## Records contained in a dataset

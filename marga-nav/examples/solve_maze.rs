//! Run a full two-run episode against a maze file and print the result.
//!
//! Usage (from the repository root):
//!   cargo run --example solve_maze -- --maze marga-nav/mazes/open_12.txt
//!   cargo run --example solve_maze -- --dim 16          # open maze, no file
//!
//! Enable logging to watch phase transitions:
//!   RUST_LOG=debug cargo run --example solve_maze

use clap::Parser;

use marga_nav::harness::{ascii_map, MazeSim, MAX_TURNS};
use marga_nav::io::{load_maze, MazeSpec};
use marga_nav::planning::Command;
use marga_nav::{center_cells, ExplorationController, MazeConfig};

/// Maze exploration demo
#[derive(Parser, Debug)]
#[command(author, version, about, long_about = None)]
struct Args {
    /// Maze file to load (see mazes/ for the format)
    #[arg(short, long)]
    maze: Option<String>,

    /// Run on a generated open maze of this dimension instead of a file
    #[arg(short, long, default_value = "12")]
    dim: usize,

    /// RNG seed for reproducible tie-breaking
    #[arg(short, long)]
    seed: Option<u64>,

    /// Optional TOML config file (overridden by --dim/--seed)
    #[arg(short, long)]
    config: Option<String>,
}

fn main() -> marga_nav::Result<()> {
    env_logger::Builder::from_env(env_logger::Env::default().default_filter_or("info")).init();
    let args = Args::parse();

    let maze = match &args.maze {
        Some(path) => load_maze(path)?,
        None => MazeSpec::open_grid(args.dim),
    };

    let mut config = match &args.config {
        Some(path) => MazeConfig::from_file(path)?,
        None => MazeConfig::new(maze.dim()),
    };
    config.dim = maze.dim();
    if args.seed.is_some() {
        config.seed = args.seed;
    }

    let mut sim = MazeSim::new(maze);
    let mut controller = ExplorationController::new(&config)?;

    // Run 1: explore until the controller asks for the reset.
    let mut run1_turns = 0;
    loop {
        assert!(run1_turns < MAX_TURNS, "exploration stalled");
        let command = controller.next_move(sim.reading())?;
        run1_turns += 1;
        sim.apply(command)?;
        if command == Command::Reset {
            break;
        }
    }

    println!("map after exploration ({run1_turns} turns):");
    print!("{}", ascii_map(controller.walls(), None));
    println!(
        "coverage: {:.1}%",
        controller.coverage().percent()
    );

    // Run 2: optimized replay to the goal room.
    let goals = center_cells(config.dim);
    let mut run2_turns = 0;
    while !goals.contains(&sim.position()) {
        assert!(run2_turns < MAX_TURNS, "replay stalled");
        let command = controller.next_move(sim.reading())?;
        run2_turns += 1;
        sim.apply(command)?;
        println!("run 2 turn {run2_turns}: {command:?} -> {}", sim.position());
    }

    let score = run2_turns as f32 + run1_turns as f32 / 30.0;
    println!("run 1: {run1_turns} turns, run 2: {run2_turns} turns, score {score:.2}");
    Ok(())
}
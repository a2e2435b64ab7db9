//! Error types for MargaNav

use crate::core::{Cell, Heading};
use thiserror::Error;

/// MargaNav error type.
///
/// The controller runs against trusted, noiseless sensor input, so most
/// variants signal internal-consistency failures. A fatal variant aborts the
/// step; the caller must stop the episode rather than emit an undefined
/// command.
#[derive(Error, Debug)]
pub enum MargaError {
    #[error("invariant violation: {0}")]
    InvariantViolation(String),

    #[error("sensor run of {run} cells from {position} toward {direction:?} leaves the maze")]
    SensorRunOutOfBounds {
        position: Cell,
        direction: Heading,
        run: u32,
    },

    #[error("no route from {from} to any goal cell under the known walls")]
    GoalUnreachable { from: Cell },

    #[error("distance field dead-ends at {at} during route extraction")]
    CorruptDistanceField { at: Cell },

    #[error("episode failed: {0}")]
    Episode(String),

    #[error("configuration error: {0}")]
    Config(String),

    #[error("maze file error: {0}")]
    MazeFile(String),

    #[error("I/O error: {0}")]
    Io(#[from] std::io::Error),
}

impl From<toml::de::Error> for MargaError {
    fn from(e: toml::de::Error) -> Self {
        MargaError::Config(e.to_string())
    }
}

pub type Result<T> = std::result::Result<T, MargaError>;
//! Full two-run episode driver.

use log::info;

use crate::config::MazeConfig;
use crate::explore::ExplorationController;
use crate::harness::MazeSim;
use crate::io::MazeSpec;
use crate::planning::{center_cells, Command};
use crate::{MargaError, Result};

/// Generous per-run turn budget; a run that exceeds it has stalled.
pub const MAX_TURNS: u32 = 5_000;

/// Outcome of a complete two-run episode.
#[derive(Clone, Copy, Debug)]
pub struct EpisodeReport {
    /// Turns spent exploring (up to and including the reset command)
    pub run1_turns: u32,
    /// Turns spent on the optimized run to the goal room
    pub run2_turns: u32,
    /// Coverage percentage when run 1 ended
    pub coverage_percent: f32,
    /// Episode score: run-2 turns plus one thirtieth of run-1 turns
    pub score: f32,
}

/// Run a controller through a full episode: explore until the reset
/// command, then replay until the robot enters the goal room.
pub fn run_episode(maze: MazeSpec, config: &MazeConfig) -> Result<EpisodeReport> {
    if maze.dim() != config.dim {
        return Err(MargaError::Config(format!(
            "maze dimension {} does not match configured dimension {}",
            maze.dim(),
            config.dim
        )));
    }

    let mut sim = MazeSim::new(maze);
    let mut controller = ExplorationController::new(config)?;

    let mut run1_turns = 0;
    loop {
        if run1_turns >= MAX_TURNS {
            return Err(MargaError::Episode(format!(
                "exploration run exceeded {MAX_TURNS} turns"
            )));
        }
        let command = controller.next_move(sim.reading())?;
        run1_turns += 1;
        sim.apply(command)?;
        if command == Command::Reset {
            break;
        }
    }
    let coverage_percent = controller.coverage().percent();
    info!("run 1 finished in {run1_turns} turns ({coverage_percent:.1}% coverage)");

    let goals = center_cells(config.dim);
    let mut run2_turns = 0;
    while !goals.contains(&sim.position()) {
        if run2_turns >= MAX_TURNS {
            return Err(MargaError::Episode(format!(
                "replay run exceeded {MAX_TURNS} turns"
            )));
        }
        let command = controller.next_move(sim.reading())?;
        run2_turns += 1;
        sim.apply(command)?;
    }
    info!("run 2 finished in {run2_turns} turns");

    Ok(EpisodeReport {
        run1_turns,
        run2_turns,
        coverage_percent,
        score: run2_turns as f32 + run1_turns as f32 / 30.0,
    })
}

## What to produce
The answer must be every line of the records that contains the word "crate".

## Task output
use crate::core::{Cell, Heading};
use crate::config::MazeConfig;
use crate::explore::ExplorationController;
use crate::harness::MazeSim;
use crate::io::MazeSpec;
use crate::planning::{center_cells, Command};
use crate::{MargaError, Result};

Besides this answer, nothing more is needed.